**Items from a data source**
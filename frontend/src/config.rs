//! Build-time configuration for the frontend application.

/// Project URL of the hosted backend.
/// - Set at build time: `SUPABASE_URL=https://xyz.supabase.co trunk build`
/// - Local development: a `supabase start` instance
pub const SUPABASE_URL: &str = match option_env!("SUPABASE_URL") {
    Some(url) => url,
    None => "http://localhost:54321",
};

/// Public anon key sent as `apikey` on every request.
pub const SUPABASE_ANON_KEY: &str = match option_env!("SUPABASE_ANON_KEY") {
    Some(key) => key,
    None => "",
};

/// Public origin used for canonical and share URLs when the page has none.
pub const SITE_URL: &str = match option_env!("TIMES_ROMAN_SITE_URL") {
    Some(url) => url,
    None => "https://timesroman.app",
};

/// Log level filter: `trace`, `debug`, `info`, `warn` or `error`.
pub const LOG_LEVEL: &str = match option_env!("TIMES_ROMAN_LOG") {
    Some(level) => level,
    None => "info",
};

/// localStorage key of the persisted auth session.
pub const SESSION_STORAGE_KEY: &str = "times-roman.auth.session";

pub fn rest_url(table: &str, query_string: &str) -> String {
    let base = format!("{}/rest/v1/{}", SUPABASE_URL.trim_end_matches('/'), table);
    if query_string.is_empty() {
        base
    } else {
        format!("{}?{}", base, query_string)
    }
}

pub fn auth_url(path: &str) -> String {
    format!("{}/auth/v1/{}", SUPABASE_URL.trim_end_matches('/'), path.trim_start_matches('/'))
}

/// Origin of the running page, falling back to [`SITE_URL`].
pub fn current_origin() -> String {
    web_sys::window()
        .and_then(|win| win.location().origin().ok())
        .filter(|origin| !origin.is_empty() && origin != "null")
        .unwrap_or_else(|| SITE_URL.trim_end_matches('/').to_string())
}

/// Absolute URL for a site path.
pub fn site_url(path: &str) -> String {
    let path = path.strip_prefix('/').unwrap_or(path);
    format!("{}/{}", current_origin(), path)
}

**Exercise description**
Only one span is to be repeated: the line with "pub fn current_origin()" through the final line of the entries above, word for word.

**Final answer**
pub fn current_origin() -> String {
    web_sys::window()
        .and_then(|win| win.location().origin().ok())
        .filter(|origin| !origin.is_empty() && origin != "null")
        .unwrap_or_else(|| SITE_URL.trim_end_matches('/').to_string())
}

/// Absolute URL for a site path.
pub fn site_url(path: &str) -> String {
    let path = path.strip_prefix('/').unwrap_or(path);
    format!("{}/{}", current_origin(), path)
}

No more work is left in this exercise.